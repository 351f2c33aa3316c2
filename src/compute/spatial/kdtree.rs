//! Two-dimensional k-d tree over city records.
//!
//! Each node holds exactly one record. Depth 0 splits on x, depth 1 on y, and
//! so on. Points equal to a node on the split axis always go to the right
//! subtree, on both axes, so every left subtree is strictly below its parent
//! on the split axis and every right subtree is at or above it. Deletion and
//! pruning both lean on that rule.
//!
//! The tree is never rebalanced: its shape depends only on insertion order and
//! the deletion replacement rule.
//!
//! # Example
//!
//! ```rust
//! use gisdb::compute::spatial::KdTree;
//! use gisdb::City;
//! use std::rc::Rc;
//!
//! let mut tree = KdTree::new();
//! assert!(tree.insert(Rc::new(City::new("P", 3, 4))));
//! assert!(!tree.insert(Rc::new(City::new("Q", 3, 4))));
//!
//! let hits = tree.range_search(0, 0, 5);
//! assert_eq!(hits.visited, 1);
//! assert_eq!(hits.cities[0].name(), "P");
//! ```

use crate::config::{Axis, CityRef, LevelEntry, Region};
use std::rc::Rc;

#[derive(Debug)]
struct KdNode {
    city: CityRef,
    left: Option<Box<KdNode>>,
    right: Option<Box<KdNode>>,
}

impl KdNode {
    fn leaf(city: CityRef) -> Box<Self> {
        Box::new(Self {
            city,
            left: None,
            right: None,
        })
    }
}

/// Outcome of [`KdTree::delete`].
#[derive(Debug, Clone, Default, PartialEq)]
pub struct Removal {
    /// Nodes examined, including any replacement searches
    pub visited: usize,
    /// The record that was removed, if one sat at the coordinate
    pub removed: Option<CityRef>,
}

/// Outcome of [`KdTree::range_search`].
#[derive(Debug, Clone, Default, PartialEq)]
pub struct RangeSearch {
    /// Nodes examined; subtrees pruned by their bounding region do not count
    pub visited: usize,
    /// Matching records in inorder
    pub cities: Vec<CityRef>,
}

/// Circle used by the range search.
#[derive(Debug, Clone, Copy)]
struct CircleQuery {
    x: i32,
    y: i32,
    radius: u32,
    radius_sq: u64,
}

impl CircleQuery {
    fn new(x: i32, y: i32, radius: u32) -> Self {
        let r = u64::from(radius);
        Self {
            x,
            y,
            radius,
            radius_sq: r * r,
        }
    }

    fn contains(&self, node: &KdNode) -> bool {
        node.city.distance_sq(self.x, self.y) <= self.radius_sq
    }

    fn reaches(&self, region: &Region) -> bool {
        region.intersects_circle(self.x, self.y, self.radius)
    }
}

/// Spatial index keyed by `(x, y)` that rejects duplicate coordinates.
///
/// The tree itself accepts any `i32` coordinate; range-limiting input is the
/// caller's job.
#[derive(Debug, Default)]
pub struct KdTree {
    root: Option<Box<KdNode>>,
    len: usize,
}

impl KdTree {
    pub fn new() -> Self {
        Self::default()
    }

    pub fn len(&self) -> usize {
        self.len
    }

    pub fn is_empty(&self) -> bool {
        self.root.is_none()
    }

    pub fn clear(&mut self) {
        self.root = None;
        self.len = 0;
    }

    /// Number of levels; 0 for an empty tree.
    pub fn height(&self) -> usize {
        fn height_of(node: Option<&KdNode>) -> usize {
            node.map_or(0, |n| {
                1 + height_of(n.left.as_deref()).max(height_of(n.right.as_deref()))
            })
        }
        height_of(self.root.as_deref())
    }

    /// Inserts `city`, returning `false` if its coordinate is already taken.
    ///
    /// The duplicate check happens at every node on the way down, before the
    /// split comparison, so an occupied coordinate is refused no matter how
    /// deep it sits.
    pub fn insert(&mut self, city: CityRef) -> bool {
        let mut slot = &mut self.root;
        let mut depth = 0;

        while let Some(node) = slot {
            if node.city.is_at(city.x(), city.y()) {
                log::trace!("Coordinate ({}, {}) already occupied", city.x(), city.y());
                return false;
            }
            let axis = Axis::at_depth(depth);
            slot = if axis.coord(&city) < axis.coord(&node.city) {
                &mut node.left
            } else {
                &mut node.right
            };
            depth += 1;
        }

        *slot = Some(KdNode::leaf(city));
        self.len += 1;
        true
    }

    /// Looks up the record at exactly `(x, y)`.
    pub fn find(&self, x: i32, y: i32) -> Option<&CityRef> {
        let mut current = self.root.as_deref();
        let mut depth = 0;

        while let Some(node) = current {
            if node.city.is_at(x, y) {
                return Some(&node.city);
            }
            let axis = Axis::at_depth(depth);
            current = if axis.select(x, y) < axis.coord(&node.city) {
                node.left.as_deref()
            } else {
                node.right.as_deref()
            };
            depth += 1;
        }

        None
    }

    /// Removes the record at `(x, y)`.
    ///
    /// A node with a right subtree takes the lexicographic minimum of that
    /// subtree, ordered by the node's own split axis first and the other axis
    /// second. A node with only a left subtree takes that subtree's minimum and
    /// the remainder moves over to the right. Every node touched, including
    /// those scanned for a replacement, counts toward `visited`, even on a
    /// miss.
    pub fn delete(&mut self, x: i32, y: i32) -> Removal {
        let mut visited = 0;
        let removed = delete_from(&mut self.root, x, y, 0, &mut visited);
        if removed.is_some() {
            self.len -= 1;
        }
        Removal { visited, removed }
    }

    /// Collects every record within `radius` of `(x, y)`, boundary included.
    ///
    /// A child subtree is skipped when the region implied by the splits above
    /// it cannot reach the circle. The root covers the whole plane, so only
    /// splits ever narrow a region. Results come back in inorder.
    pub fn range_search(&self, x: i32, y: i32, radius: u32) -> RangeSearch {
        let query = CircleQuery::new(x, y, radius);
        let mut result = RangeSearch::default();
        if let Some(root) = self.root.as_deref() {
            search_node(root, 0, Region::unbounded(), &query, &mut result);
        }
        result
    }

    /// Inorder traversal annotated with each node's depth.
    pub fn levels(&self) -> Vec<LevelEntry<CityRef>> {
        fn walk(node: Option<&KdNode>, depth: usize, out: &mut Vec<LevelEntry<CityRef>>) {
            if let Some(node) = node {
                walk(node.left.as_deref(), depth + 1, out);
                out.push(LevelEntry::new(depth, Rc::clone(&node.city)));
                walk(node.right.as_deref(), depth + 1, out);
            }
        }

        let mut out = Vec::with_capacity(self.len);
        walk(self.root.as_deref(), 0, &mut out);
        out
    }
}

────────────────────

→ **AIM OF THE EXERCISE**
Nothing but the lines from the one holding "those scanned for" through the end of the listing above should appear, each exactly as given.

→ **RESULT**
    /// those scanned for a replacement, counts toward `visited`, even on a
    /// miss.
    pub fn delete(&mut self, x: i32, y: i32) -> Removal {
        let mut visited = 0;
        let removed = delete_from(&mut self.root, x, y, 0, &mut visited);
        if removed.is_some() {
            self.len -= 1;
        }
        Removal { visited, removed }
    }

    /// Collects every record within `radius` of `(x, y)`, boundary included.
    ///
    /// A child subtree is skipped when the region implied by the splits above
    /// it cannot reach the circle. The root covers the whole plane, so only
    /// splits ever narrow a region. Results come back in inorder.
    pub fn range_search(&self, x: i32, y: i32, radius: u32) -> RangeSearch {
        let query = CircleQuery::new(x, y, radius);
        let mut result = RangeSearch::default();
        if let Some(root) = self.root.as_deref() {
            search_node(root, 0, Region::unbounded(), &query, &mut result);
        }
        result
    }

    /// Inorder traversal annotated with each node's depth.
    pub fn levels(&self) -> Vec<LevelEntry<CityRef>> {
        fn walk(node: Option<&KdNode>, depth: usize, out: &mut Vec<LevelEntry<CityRef>>) {
            if let Some(node) = node {
                walk(node.left.as_deref(), depth + 1, out);
                out.push(LevelEntry::new(depth, Rc::clone(&node.city)));
                walk(node.right.as_deref(), depth + 1, out);
            }
        }

        let mut out = Vec::with_capacity(self.len);
        walk(self.root.as_deref(), 0, &mut out);
        out
    }
}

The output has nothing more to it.